AZERBAIJAN: SUPREME COURT CLAIMS CONSTITUTIONAL RIGHT DOESN’T EXIST
By Felix Corley, Forum 18 News Service
Despite a provision in the constitution guaranteeing the right to perform
alternative service for those unable to serve in the army on grounds of
conscience, Azerbaijan’s Supreme Court on 4 February failed to protect this
right in the case of Mahir Bagirov, a Jehovah’s Witness. The court argued
that the lack of a law on alternative service meant this right does not
exist. “I don’t know the exact details of this case, but it’s my
subjective view that the court took the wrong decision,” Sayad
Kirimov, deputy head of parliament’s administrative and military law
department, told Forum 18 News Service from the capital Baku on 9 February.

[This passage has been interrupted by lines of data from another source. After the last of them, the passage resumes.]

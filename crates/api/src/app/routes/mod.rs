pub mod artists;
pub mod coffee;
pub mod flash;
pub mod home;
pub mod shows;
pub mod system;
pub mod trivia;
pub mod venues;
use std::sync::Arc;

use axum::{
    Form, Json, Router,
    extract::{Extension, rejection::FormRejection},
    response::{IntoResponse, Response},
    routing::get,
};
use serde_json::json;

use triad_fyyur::show::ShowListing;
use triad_fyyur::{ShowDraft, ShowFilter};
use triad_infra::StoreError;

use super::flash::{form_fields, redirect_with_flash};
use crate::app::dto::NamedRef;
use crate::app::errors::ApiError;
use crate::app::services::AppServices;

pub fn router() -> Router {
    Router::new()
        .route("/", get(list_shows))
        .route("/create", get(create_show_form).post(create_show))
}

pub async fn list_shows(
    Extension(services): Extension<Arc<AppServices>>,
) -> Result<impl IntoResponse, ApiError> {
    let shows = services.fyyur.shows(ShowFilter::default()).await?;
    Ok(Json(shows.iter().map(ShowListing::from).collect::<Vec<_>>()))
}

/// The artists and venues a show can be booked between.
pub async fn create_show_form(
    Extension(services): Extension<Arc<AppServices>>,
) -> Result<impl IntoResponse, ApiError> {
    let artists = services.fyyur.artists().await?;
    let venues = services.fyyur.venues().await?;
    Ok(Json(json!({
        "artists": artists.iter().map(NamedRef::from).collect::<Vec<_>>(),
        "venues": venues.iter().map(NamedRef::from).collect::<Vec<_>>(),
    })))
}

pub async fn create_show(
    Extension(services): Extension<Arc<AppServices>>,
    form: Result<Form<Vec<(String, String)>>, FormRejection>,
) -> Result<Response, ApiError> {
    let form = form_fields(form);

    let draft = match ShowDraft::from_form(&form) {
        Ok(draft) => draft,
        Err(e) => {
            tracing::warn!(cause = %e, "show not listed");
            return Ok(redirect_with_flash("/", "Show could not be listed!"));
        }
    };

    match services.fyyur.insert_show(draft).await {
        Ok(show) => {
            tracing::info!(venue_id = %show.venue_id, artist_id = %show.artist_id, "show listed");
            Ok(redirect_with_flash("/", "Show was successfully listed!"))
        }
        Err(e @ (StoreError::Unavailable(_) | StoreError::Backend(_))) => Err(e.into()),
        Err(e) => {
            tracing::warn!(cause = %e, "show not listed");
            Ok(redirect_with_flash("/", "Show could not be listed!"))
        }
    }
}
//! Process configuration read from environment variables.

use std::net::SocketAddr;

use thiserror::Error;

const DEFAULT_BIND_ADDR: &str = "0.0.0.0:8080";
const DEFAULT_MAX_CONNECTIONS: u32 = 5;
const DEV_JWT_SECRET: &str = "dev-secret";

#[derive(Debug, Error, Clone, PartialEq, Eq)]
pub enum ConfigError {
    #[error("{var} is not a valid socket address: {value:?}")]
    InvalidAddr { var: &'static str, value: String },

    #[error("{var} must be a positive integer, got {value:?}")]
    InvalidNumber { var: &'static str, value: String },

    #[error("TRIAD_APPS names unknown app {0:?} (expected fyyur, trivia or coffee)")]
    UnknownApp(String),

    #[error("TRIAD_APPS must enable at least one app")]
    NoApps,
}

/// One of the three mountable applications.
#[derive(Debug, Copy, Clone, PartialEq, Eq, Hash)]
pub enum AppKind {
    Fyyur,
    Trivia,
    Coffee,
}

impl AppKind {
    pub const ALL: [AppKind; 3] = [AppKind::Fyyur, AppKind::Trivia, AppKind::Coffee];

    pub fn as_str(&self) -> &'static str {
        match self {
            Self::Fyyur => "fyyur",
            Self::Trivia => "trivia",
            Self::Coffee => "coffee",
        }
    }
}

impl core::str::FromStr for AppKind {
    type Err = ConfigError;

    fn from_str(s: &str) -> Result<Self, Self::Err> {
        match s.trim().to_ascii_lowercase().as_str() {
            "fyyur" => Ok(Self::Fyyur),
            "trivia" => Ok(Self::Trivia),
            "coffee" => Ok(Self::Coffee),
            other => Err(ConfigError::UnknownApp(other.to_string())),
        }
    }
}

#[derive(Debug, Clone, PartialEq, Eq)]
pub struct DatabaseConfig {
    pub url: String,
    pub max_connections: u32,
}

#[derive(Debug, Clone, PartialEq, Eq)]
pub struct JwtConfig {
    pub secret: String,
    pub audience: Option<String>,
    pub issuer: Option<String>,
}

#[derive(Debug, Clone, PartialEq, Eq)]
pub struct AppConfig {
    pub bind_addr: SocketAddr,
    /// `None` runs every app on seeded in-memory stores.
    pub database: Option<DatabaseConfig>,
    pub jwt: JwtConfig,
    pub apps: Vec<AppKind>,
}

impl AppConfig {
    pub fn from_env() -> Result<Self, ConfigError> {
        Self::from_lookup(|var| std::env::var(var).ok())
    }

    /// Build from an arbitrary variable source (tests pass a map).
    pub fn from_lookup(lookup: impl Fn(&str) -> Option<String>) -> Result<Self, ConfigError> {
        let var = |name: &str| lookup(name).filter(|v| !v.trim().is_empty());

        let bind_raw = var("BIND_ADDR").unwrap_or_else(|| DEFAULT_BIND_ADDR.to_string());
        let bind_addr = bind_raw.parse().map_err(|_| ConfigError::InvalidAddr {
            var: "BIND_ADDR",
            value: bind_raw.clone(),
        })?;

        let database = match var("DATABASE_URL") {
            Some(url) => {
                let max_connections = match var("DATABASE_MAX_CONNECTIONS") {
                    Some(raw) => raw
                        .trim()
                        .parse::<u32>()
                        .ok()
                        .filter(|n| *n > 0)
                        .ok_or(ConfigError::InvalidNumber {
                            var: "DATABASE_MAX_CONNECTIONS",
                            value: raw,
                        })?,
                    None => DEFAULT_MAX_CONNECTIONS,
                };
                Some(DatabaseConfig { url, max_connections })
            }
            None => None,
        };

        let secret = var("JWT_SECRET").unwrap_or_else(|| {
            tracing::warn!("JWT_SECRET not set; using insecure dev default");
            DEV_JWT_SECRET.to_string()
        });
        let jwt = JwtConfig {
            secret,
            audience: var("JWT_AUDIENCE"),
            issuer: var("JWT_ISSUER"),
        };

        let apps = match var("TRIAD_APPS") {
            Some(raw) => parse_apps(&raw)?,
            None => AppKind::ALL.to_vec(),
        };

        Ok(Self {
            bind_addr,
            database,
            jwt,
            apps,
        })
    }
}

fn parse_apps(raw: &str) -> Result<Vec<AppKind>, ConfigError> {
    let mut apps = Vec::new();
    for name in raw.split(',').filter(|s| !s.trim().is_empty()) {
        let app: AppKind = name.parse()?;
        if !apps.contains(&app) {
            apps.push(app);
        }
    }
    if apps.is_empty() {
        return Err(ConfigError::NoApps);
    }
    Ok(apps)
}

#[cfg(test)]
mod tests {
    use super::*;
    use std::collections::HashMap;

    fn config(vars: &[(&str, &str)]) -> Result<AppConfig, ConfigError> {
        let map: HashMap<String, String> = vars
            .iter()
            .map(|(k, v)| (k.to_string(), v.to_string()))
            .collect();
        AppConfig::from_lookup(|k| map.get(k).cloned())
    }

    #[test]
    fn defaults_run_everything_in_memory() {
        let cfg = config(&[]).unwrap();
        assert_eq!(cfg.bind_addr, "0.0.0.0:8080".parse().unwrap());
        assert_eq!(cfg.database, None);
        assert_eq!(cfg.jwt.secret, "dev-secret");
        assert_eq!(cfg.apps, AppKind::ALL.to_vec());
    }

    #[test]
    fn database_and_apps_are_read() {
        let cfg = config(&[
            ("DATABASE_URL", "postgres://localhost/triad"),
            ("DATABASE_MAX_CONNECTIONS", "12"),
            ("TRIAD_APPS", "trivia, Coffee,trivia"),
            ("JWT_AUDIENCE", "coffee"),
        ])
        .unwrap();
        let db = cfg.database.clone().unwrap();
        assert_eq!(db.max_connections, 12);
        assert_eq!(cfg.apps, vec![AppKind::Trivia, AppKind::Coffee]);
        assert!(!cfg.apps.contains(&AppKind::Fyyur));
        assert_eq!(cfg.jwt.audience.as_deref(), Some("coffee"));
    }

    #[test]
    fn invalid_values_are_reported() {
        assert!(matches!(config(&[("BIND_ADDR", "nowhere")]), Err(ConfigError::InvalidAddr { .. })));
        assert!(matches!(
            config(&[("DATABASE_URL", "postgres://x"), ("DATABASE_MAX_CONNECTIONS", "0")]),
            Err(ConfigError::InvalidNumber { .. })
        ));
        assert_eq!(config(&[("TRIAD_APPS", "tea")]), Err(ConfigError::UnknownApp("tea".to_string())));
        assert_eq!(config(&[("TRIAD_APPS", " , ")]), Err(ConfigError::NoApps));
    }
}
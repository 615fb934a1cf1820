//! `Authorization` header parsing.

use crate::AuthError;

/// Extract the token from an `Authorization: Bearer <token>` header value.
pub fn bearer_token(header: Option<&str>) -> Result<&str, AuthError> {
    let header = header.ok_or(AuthError::HeaderMissing)?;
    let mut parts = header.split_whitespace();

    match parts.next() {
        Some(scheme) if scheme.eq_ignore_ascii_case("bearer") => {}
        _ => return Err(AuthError::InvalidScheme),
    }

    let token = parts.next().ok_or(AuthError::TokenMissing)?;
    if parts.next().is_some() {
        return Err(AuthError::MalformedHeader);
    }

    Ok(token)
}

#[cfg(test)]
mod tests {
    use super::*;

    #[test]
    fn accepts_bearer_tokens() {
        assert_eq!(bearer_token(Some("Bearer abc.def.ghi")), Ok("abc.def.ghi"));
        assert_eq!(bearer_token(Some("bearer abc")), Ok("abc"));
    }

    #[test]
    fn rejects_each_malformed_shape() {
        assert_eq!(bearer_token(None), Err(AuthError::HeaderMissing));
        assert_eq!(bearer_token(Some("")), Err(AuthError::InvalidScheme));
        assert_eq!(bearer_token(Some("Basic dXNlcg==")), Err(AuthError::InvalidScheme));
        assert_eq!(bearer_token(Some("Bearer")), Err(AuthError::TokenMissing));
        assert_eq!(bearer_token(Some("Bearer a b")), Err(AuthError::MalformedHeader));
    }
}
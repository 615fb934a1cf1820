//! `triad-core` — domain building blocks shared by the three applications.
//!
//! Pure code only: no HTTP, no storage.

pub mod error;
pub mod id;
pub mod pagination;
pub mod search;

pub use error::{DomainError, DomainResult};
pub use id::{ArtistId, CategoryId, DrinkId, QuestionId, VenueId};
pub use pagination::{Page, PAGE_SIZE};
pub use search::contains_ignore_case;
//! Allowed values for the venue/artist forms.

use serde::Serialize;

pub const GENRES: &[&str] = &[
    "Alternative",
    "Blues",
    "Classical",
    "Country",
    "Electronic",
    "Folk",
    "Funk",
    "Hip-Hop",
    "Heavy Metal",
    "Instrumental",
    "Jazz",
    "Musical Theatre",
    "Pop",
    "Punk",
    "R&B",
    "Reggae",
    "Rock n Roll",
    "Soul",
    "Other",
];

pub const STATES: &[&str] = &[
    "AL", "AK", "AZ", "AR", "CA", "CO", "CT", "DE", "DC", "FL", "GA", "HI", "ID", "IL", "IN", "IA",
    "KS", "KY", "LA", "ME", "MT", "NE", "NV", "NH", "NJ", "NM", "NY", "NC", "ND", "OH", "OK", "OR",
    "MD", "MA", "MI", "MN", "MS", "MO", "PA", "RI", "SC", "SD", "TN", "TX", "UT", "VT", "VA", "WA",
    "WV", "WI", "WY",
];

/// Choice lists handed to the create/edit forms.
#[derive(Debug, Clone, Serialize)]
pub struct FormChoices {
    pub genres: &'static [&'static str],
    pub states: &'static [&'static str],
}

pub fn form_choices() -> FormChoices {
    FormChoices {
        genres: GENRES,
        states: STATES,
    }
}

pub fn is_genre(value: &str) -> bool {
    GENRES.contains(&value)
}

pub fn is_state(value: &str) -> bool {
    STATES.contains(&value)
}
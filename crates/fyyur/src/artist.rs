use serde::{Deserialize, Serialize};

use triad_core::{ArtistId, DomainResult};

use crate::form::FormFields;
use crate::profile::ProfileDraft;

/// A stored artist.
#[derive(Debug, Clone, PartialEq, Eq, Serialize, Deserialize)]
pub struct Artist {
    pub id: ArtistId,
    pub name: String,
    pub genres: Vec<String>,
    pub city: String,
    pub state: String,
    pub phone: Option<String>,
    pub website: Option<String>,
    pub facebook_link: Option<String>,
    pub seeking_venue: bool,
    pub seeking_description: Option<String>,
    pub image_link: Option<String>,
}

/// Validated artist form submission (create or edit).
#[derive(Debug, Clone, PartialEq, Eq)]
pub struct ArtistDraft {
    pub profile: ProfileDraft,
}

impl ArtistDraft {
    pub fn from_form(form: &FormFields) -> DomainResult<Self> {
        Ok(Self {
            profile: ProfileDraft::from_form(form, "seeking_venue")?,
        })
    }

    pub fn into_artist(self, id: ArtistId) -> Artist {
        let p = self.profile;
        Artist {
            id,
            name: p.name,
            genres: p.genres,
            city: p.city,
            state: p.state,
            phone: p.phone,
            website: p.website,
            facebook_link: p.facebook_link,
            seeking_venue: p.seeking,
            seeking_description: p.seeking_description,
            image_link: p.image_link,
        }
    }
}

impl Artist {
    /// Artists are unique on (name, city, state, genres).
    pub fn same_listing(&self, other: &Artist) -> bool {
        self.name == other.name
            && self.city == other.city
            && self.state == other.state
            && self.genres == other.genres
    }
}

#[cfg(test)]
mod tests {
    use super::*;
    use crate::profile::tests::form;

    #[test]
    fn draft_uses_seeking_venue_checkbox() {
        let f = form(&[
            ("name", "Guns N Petals"),
            ("city", "San Francisco"),
            ("state", "CA"),
            ("genres", "Rock n Roll"),
            ("seeking_talent", "y"),
            ("seeking_venue", "y"),
            ("seeking_description", "Looking for shows to perform at"),
        ]);
        let artist = ArtistDraft::from_form(&f).unwrap().into_artist(ArtistId::new(4));
        assert!(artist.seeking_venue);
        assert_eq!(
            artist.seeking_description.as_deref(),
            Some("Looking for shows to perform at")
        );
    }
}
use std::sync::Arc;

use axum::{
    Json, Router,
    extract::{Extension, Query},
    response::IntoResponse,
    routing::get,
};
use serde_json::json;

use crate::app::dto::FlashQuery;
use crate::app::errors::ApiError;
use crate::app::services::AppServices;

pub fn router() -> Router {
    Router::new().route("/", get(index))
}

pub async fn index(
    Extension(services): Extension<Arc<AppServices>>,
    Query(query): Query<FlashQuery>,
) -> Result<impl IntoResponse, ApiError> {
    let latest_venue = services.fyyur.latest_venue().await?;
    Ok(Json(json!({
        "flash": query.flash,
        "latest_venue": latest_venue,
    })))
}
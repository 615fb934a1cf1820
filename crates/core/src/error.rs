//! Domain error model.

use thiserror::Error;

/// Result type used across the domain layer.
pub type DomainResult<T> = Result<T, DomainError>;

/// Domain-level error.
///
/// Keep this focused on deterministic input/record failures. Storage and
/// transport concerns belong elsewhere.
#[derive(Debug, Error, Clone, PartialEq, Eq)]
pub enum DomainError {
    /// A value failed validation (e.g. a blank required field).
    #[error("validation failed: {0}")]
    Validation(String),

    /// An identifier was invalid (e.g. parse failure).
    #[error("invalid identifier: {0}")]
    InvalidId(String),

    /// A requested record was not found.
    #[error("not found")]
    NotFound,

    /// A uniqueness rule was violated.
    #[error("conflict: {0}")]
    Conflict(String),
}

impl DomainError {
    pub fn validation(msg: impl Into<String>) -> Self {
        Self::Validation(msg.into())
    }

    pub fn invalid_id(msg: impl Into<String>) -> Self {
        Self::InvalidId(msg.into())
    }

    pub fn conflict(msg: impl Into<String>) -> Self {
        Self::Conflict(msg.into())
    }

    pub fn not_found() -> Self {
        Self::NotFound
    }
}

/// Fail with a validation error when `value` is empty after trimming.
pub fn require_text(field: &str, value: &str) -> DomainResult<()> {
    if value.trim().is_empty() {
        return Err(DomainError::validation(format!("{field} is required")));
    }
    Ok(())
}

#[cfg(test)]
mod tests {
    use super::*;

    #[test]
    fn blank_text_is_rejected() {
        assert_eq!(
            require_text("name", "   "),
            Err(DomainError::Validation("name is required".to_string()))
        );
        assert!(require_text("name", "The Musical Hop").is_ok());
    }
}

“The constitution has direct legal force and the Supreme Court can’t
use the absence of a law to deprive someone of their constitutional
rights.”
Article 76 (2) of the constitution states: “If beliefs of citizens
come into conflict with service in the army then in some cases envisaged by
legislation alternative service instead of regular army service is
permitted.”
Also condemning the court ruling was Eldar Zeynalov, the head of the
Baku-based Human Rights Centre of Azerbaijan who has been closely following
Bagirov’s case. “This was an illegal decision which violated the
constitution, the spirit of the law and international law to which
Azerbaijan is a party,” he told Forum 18 from Baku on 9 February.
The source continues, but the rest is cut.